On Tuesday morning, I am attending 1105 Government Information Group’s Open Government conference. I don’t know if the event ended up being profitable,...
On Tuesday morning, I am attending 1105 Government Information Group’s Open Government conference. I don’t know if the event ended up being profitable, but… they have put together a very good line-up.
(NOTE: 1105 asked if I would record calls that went out to 1105’s list — you may have received one. I should note that I didn’t get paid for doing it. I did it because I think the conversation is valuable and I hope they get a good turn out.)
I will only be there for the morning so I can get back to Federal News Radio 1500 AM and work on the Daily Debrief. That being said, I want to see Federal CTO Aneesh Chopra, who will be joining us later this month for the Federal News Radio Book Club on July 31 discussing Payback: Reaping the Rewards of Innovation. I also am very much looking forward to seeing Tim O’Reilly of O’Reilly Media, the person credited with creating the term Web 2.0. O’Reilly Media, of course, is also sponsoring the Gov 2.0 Summit in September, which I hear has a really stellar line-up.
I also want to stay the session titled Web 2.0 & National Security. As I have said as recently as today talking about Intellipedia and A-Space, this is a fascinating area — and, in many ways, the intelligence community is way ahead of everybody else. So… I look forward to the panel. (Two of the panelists, Mark Drapeau and Linton Wells, both of the Center for Technology and National Security Policy at the National Defense University, have written a paper looking at Web 2.0 and national security. You can read that paper here… Hear Drapeau talk about it here.)
As I usually do, I will be posting my raw notes from Tuesday morning’s sessions. You can read them here as I am taking them — assuming I have Internet connection, of course.
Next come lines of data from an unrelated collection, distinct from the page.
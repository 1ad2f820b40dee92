use pulldown_cmark::{html, CowStr, Event, Options, Parser, Tag};

use crate::render::AssessmentResult;

const TITLE: &str = "GitHub Technical Skill Assessment";

/// What to show below the form.
pub enum Outcome<'a> {
    Empty,
    Assessment(&'a AssessmentResult),
    Error(String),
}

/// Render the single page: title, username form, then the result or error banner.
pub fn render_page(username: &str, outcome: Outcome<'_>) -> String {
    let body = match outcome {
        Outcome::Empty => String::new(),
        Outcome::Assessment(result) => format!(
            "<h2>Technical Skill Assessment</h2>\n<article class=\"assessment\">\n{}</article>\n",
            markdown_to_html(result.as_str())
        ),
        Outcome::Error(message) => format!(
            "<div class=\"error\" role=\"alert\">Error: {}</div>\n",
            escape_html(&message)
        ),
    };

    format!(
        r#"<!DOCTYPE html>
<html lang="en">
<head>
<meta charset="utf-8">
<meta name="viewport" content="width=device-width, initial-scale=1">
<title>{TITLE}</title>
<style>
body {{ font-family: sans-serif; max-width: 46rem; margin: 2rem auto; padding: 0 1rem; line-height: 1.5; }}
input[type=text] {{ width: 100%; padding: 0.5rem; font-size: 1rem; box-sizing: border-box; }}
.error {{ background: #fdecea; color: #611a15; padding: 0.75rem 1rem; border-radius: 4px; margin-top: 1rem; }}
</style>
</head>
<body>
<h1>{TITLE}</h1>
<form method="get" action="/">
<label for="username">Enter GitHub username</label>
<input type="text" id="username" name="username" value="{value}" autocomplete="off" onchange="this.form.submit()">
</form>
{body}</body>
</html>
"#,
        value = escape_html(username),
    )
}

/// Markdown to HTML; raw HTML in the source is shown as text, never injected,
/// and link or image targets outside http(s), mailto, fragments and
/// absolute paths are blanked.
pub fn markdown_to_html(markdown: &str) -> String {
    let options = Options::ENABLE_TABLES | Options::ENABLE_STRIKETHROUGH | Options::ENABLE_TASKLISTS;
    let parser = Parser::new_ext(markdown, options).map(|event| match event {
        Event::Html(raw) | Event::InlineHtml(raw) => Event::Text(raw),
        Event::Start(Tag::Link {
            link_type,
            dest_url,
            title,
            id,
        }) => Event::Start(Tag::Link {
            link_type,
            dest_url: safe_url(dest_url),
            title,
            id,
        }),
        Event::Start(Tag::Image {
            link_type,
            dest_url,
            title,
            id,
        }) => Event::Start(Tag::Image {
            link_type,
            dest_url: safe_url(dest_url),
            title,
            id,
        }),
        other => other,
    });
    let mut out = String::with_capacity(markdown.len() * 2);
    html::push_html(&mut out, parser);
    out
}

fn safe_url(url: CowStr<'_>) -> CowStr<'_> {
    const ALLOWED: [&str; 5] = ["http:", "https:", "mailto:", "#", "/"];
    let lowered = url.trim_start().to_ascii_lowercase();
    if ALLOWED.iter().any(|prefix| lowered.starts_with(prefix)) {
        url
    } else {
        CowStr::Borrowed("")
    }
}

fn escape_html(text: &str) -> String {
    let mut out = String::with_capacity(text.len());
    for c in text.chars() {
        match c {
            '&' => out.push_str("&amp;"),
            '<' => out.push_str("&lt;"),
            '>' => out.push_str("&gt;"),
            '"' => out.push_str("&quot;"),
            '\'' => out.push_str("&#39;"),
            c => out.push(c),
        }
    }
    out
}
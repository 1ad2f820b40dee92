use reqwest::Client;
use thiserror::Error;
use tracing::{debug, info, instrument};

use crate::assessment::{build_prompt, AgentError, Assessor};
use crate::config::GitHubConfig;
use crate::github::{self, FetchError};
use crate::render::{render, AssessmentResult};

/// Anything that can abort one assessment request.
#[derive(Debug, Error)]
pub enum AssessError {
    #[error(transparent)]
    Fetch(#[from] FetchError),

    #[error(transparent)]
    Agent(#[from] AgentError),
}

/// Run fetch → prompt → model → render for one username, strictly in order.
/// The first failure aborts the request; nothing partial is returned.
#[instrument(skip(client, github, assessor), fields(agent = assessor.name()))]
pub async fn assess_user(
    client: &Client,
    github: &GitHubConfig,
    assessor: &dyn Assessor,
    username: &str,
) -> Result<AssessmentResult, AssessError> {
    info!("fetching GitHub data");
    let data = github::fetch_profile(client, github, username).await?;

    let request = build_prompt(&data.profile, &data.summaries());
    debug!(prompt_bytes = request.as_str().len(), "built assessment prompt");

    info!("requesting assessment");
    let raw = assessor.generate_assessment(request).await?;

    let result = render(&raw);
    info!(result_bytes = result.as_str().len(), "assessment complete");
    Ok(result)
}
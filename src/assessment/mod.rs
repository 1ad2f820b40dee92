pub mod groq;
pub mod prompt;
pub mod response;

pub use groq::AssessmentAgent;
pub use prompt::{build_prompt, AssessmentRequest};
pub use response::RawModelResponse;

use async_trait::async_trait;
use thiserror::Error;

/// Instruction given to the model both as system message and at the end of the prompt.
pub const INSTRUCTIONS: &str = "Provide a detailed analysis of the user’s technical expertise, strengths, and areas for improvement.";

#[derive(Debug, Error)]
pub enum AgentError {
    #[error("Model request failed: {0}")]
    ApiRequest(#[from] reqwest::Error),

    #[error("Model provider returned {status}: {body}")]
    Status { status: u16, body: String },

    #[error("Failed to parse model response: {0}")]
    Decode(#[from] serde_json::Error),

    #[error("Model response contained no choices")]
    EmptyResponse,
}

/// Turns an assessment prompt into a raw model response.
/// Implementations must be Send + Sync so one instance can serve every request.
#[async_trait]
pub trait Assessor: Send + Sync {
    /// Human-readable agent name (e.g., "GitHub Assessment Agent")
    fn name(&self) -> &str;

    /// Send the prompt to the model and wait for the full response.
    /// No retries; any failure is returned as-is.
    async fn generate_assessment(
        &self,
        request: AssessmentRequest,
    ) -> Result<RawModelResponse, AgentError>;
}
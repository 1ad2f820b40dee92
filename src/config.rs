use serde::Deserialize;
use std::collections::HashMap;
use std::fs;
use std::net::SocketAddr;
use std::path::Path;
use thiserror::Error;
use tracing::debug;

pub const DEFAULT_CONFIG_FILE: &str = ".skill-assessor.toml";
pub const DEFAULT_ENV_FILE: &str = ".env";

const API_KEY_VAR: &str = "GROQ_API_KEY";
const GITHUB_TOKEN_VAR: &str = "GITHUB_TOKEN";

#[derive(Debug, Error)]
pub enum ConfigError {
    #[error("Failed to read config file: {0}")]
    FileRead(#[from] std::io::Error),

    #[error("Failed to parse config file: {0}")]
    Parse(#[from] toml::de::Error),

    #[error("Failed to load environment file: {0}")]
    EnvFile(#[from] dotenvy::Error),

    #[error("Missing GROQ API Key. Please set GROQ_API_KEY in the environment file.")]
    MissingApiKey,
}

/// Top-level configuration loaded from .skill-assessor.toml.
/// All fields are optional — the tool works with zero config once the
/// model API key is present in the environment.
#[derive(Debug, Clone, Default, Deserialize)]
pub struct Config {
    #[serde(default)]
    pub github: GitHubConfig,

    #[serde(default)]
    pub model: ModelConfig,

    #[serde(default)]
    pub server: ServerConfig,
}

#[derive(Debug, Clone, Deserialize)]
#[serde(default)]
pub struct GitHubConfig {
    /// Users endpoint; the username is appended as the final path segment.
    pub api_base: String,
    /// GitHub API token. If None, falls back to GITHUB_TOKEN env var.
    pub token: Option<String>,
    pub user_agent: String,
}

impl Default for GitHubConfig {
    fn default() -> Self {
        Self {
            api_base: "https://api.github.com/users/".to_string(),
            token: None,
            user_agent: "skill-assessor".to_string(),
        }
    }
}

#[derive(Debug, Clone, Deserialize)]
#[serde(default)]
pub struct ModelConfig {
    pub id: String,
    /// OpenAI-compatible API root (the `/chat/completions` path is appended).
    pub base_url: String,
    /// Provider API key. If None, falls back to GROQ_API_KEY env var.
    pub api_key: Option<String>,
}

impl Default for ModelConfig {
    fn default() -> Self {
        Self {
            id: "mixtral-8x7b-32768".to_string(),
            base_url: "https://api.groq.com/openai/v1".to_string(),
            api_key: None,
        }
    }
}

#[derive(Debug, Clone, Deserialize)]
#[serde(default)]
pub struct ServerConfig {
    pub listen: SocketAddr,
}

impl Default for ServerConfig {
    fn default() -> Self {
        Self {
            listen: SocketAddr::from(([127, 0, 0, 1], 8501)),
        }
    }
}

impl Config {
    /// Load the environment file, then the config file, then resolve credentials.
    ///
    /// A missing config file or env file yields defaults; a missing model API
    /// key is fatal. Variables already set in the process win over the file.
    pub fn load(config_path: &Path, env_path: &Path) -> Result<Config, ConfigError> {
        Self::load_with(config_path, env_path, |name| std::env::var(name).ok())
    }

    /// Same as [`Config::load`], reading process variables through `process_env`.
    pub fn load_with(
        config_path: &Path,
        env_path: &Path,
        process_env: impl Fn(&str) -> Option<String>,
    ) -> Result<Config, ConfigError> {
        let file_env = read_env_file(env_path)?;
        let lookup = |name: &str| process_env(name).or_else(|| file_env.get(name).cloned());

        let mut config = if config_path.exists() {
            Self::load_from(config_path)?
        } else {
            Config::default()
        };

        let api_key = config.resolve_api_key(lookup(API_KEY_VAR))?;
        config.model.api_key = Some(api_key);

        if config.github.token.is_none() {
            config.github.token = lookup(GITHUB_TOKEN_VAR);
        }

        Ok(config)
    }

    /// Load from a specific path (useful for testing).
    pub fn load_from(path: &Path) -> Result<Config, ConfigError> {
        let contents = fs::read_to_string(path)?;
        let config = toml::from_str(&contents)?;
        Ok(config)
    }

    /// Resolve the model API key: config file value takes precedence,
    /// falls back to the given environment value. Blank keys count as missing.
    pub fn resolve_api_key(&self, from_env: Option<String>) -> Result<String, ConfigError> {
        self.model
            .api_key
            .clone()
            .or(from_env)
            .filter(|key| !key.trim().is_empty())
            .ok_or(ConfigError::MissingApiKey)
    }
}

fn read_env_file(path: &Path) -> Result<HashMap<String, String>, ConfigError> {
    if !path.exists() {
        return Ok(HashMap::new());
    }
    let vars = dotenvy::from_path_iter(path)?.collect::<Result<HashMap<_, _>, _>>()?;
    debug!(path = %path.display(), vars = vars.len(), "loaded environment file");
    Ok(vars)
}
On the top of my notes, I post this editor’s note:
EDITOR’S NOTE: These are notes. They are provided for informational purposes but should NOT be seen as a verbatim transcript of the event. That is not the intent. The idea is that information is power — and that information is more powerful when it is shared. That being said, it also requires people assess the information that they receive. Raw, unanalyzed information is probably less accurate then information that has been prepared, edited and assessed in some formal way. All of that being said, I believe that information is power — and therefore I am sharing it.
It is sometimes interesting to me how people will sometimes don’t fully assess information. Raw information at times can be more accurate, but generally, it gets better as we think, ponder and analyze. So… take the notes for what they are worth — they are my notes. And I’ll try and post my thoughts about the sessions as soon as I can… and I can’t wait to compare notes with others… and we hope that it all furthers the discussion.
I will be tweeting about the session too using #oig. I look forward to following others at the conference.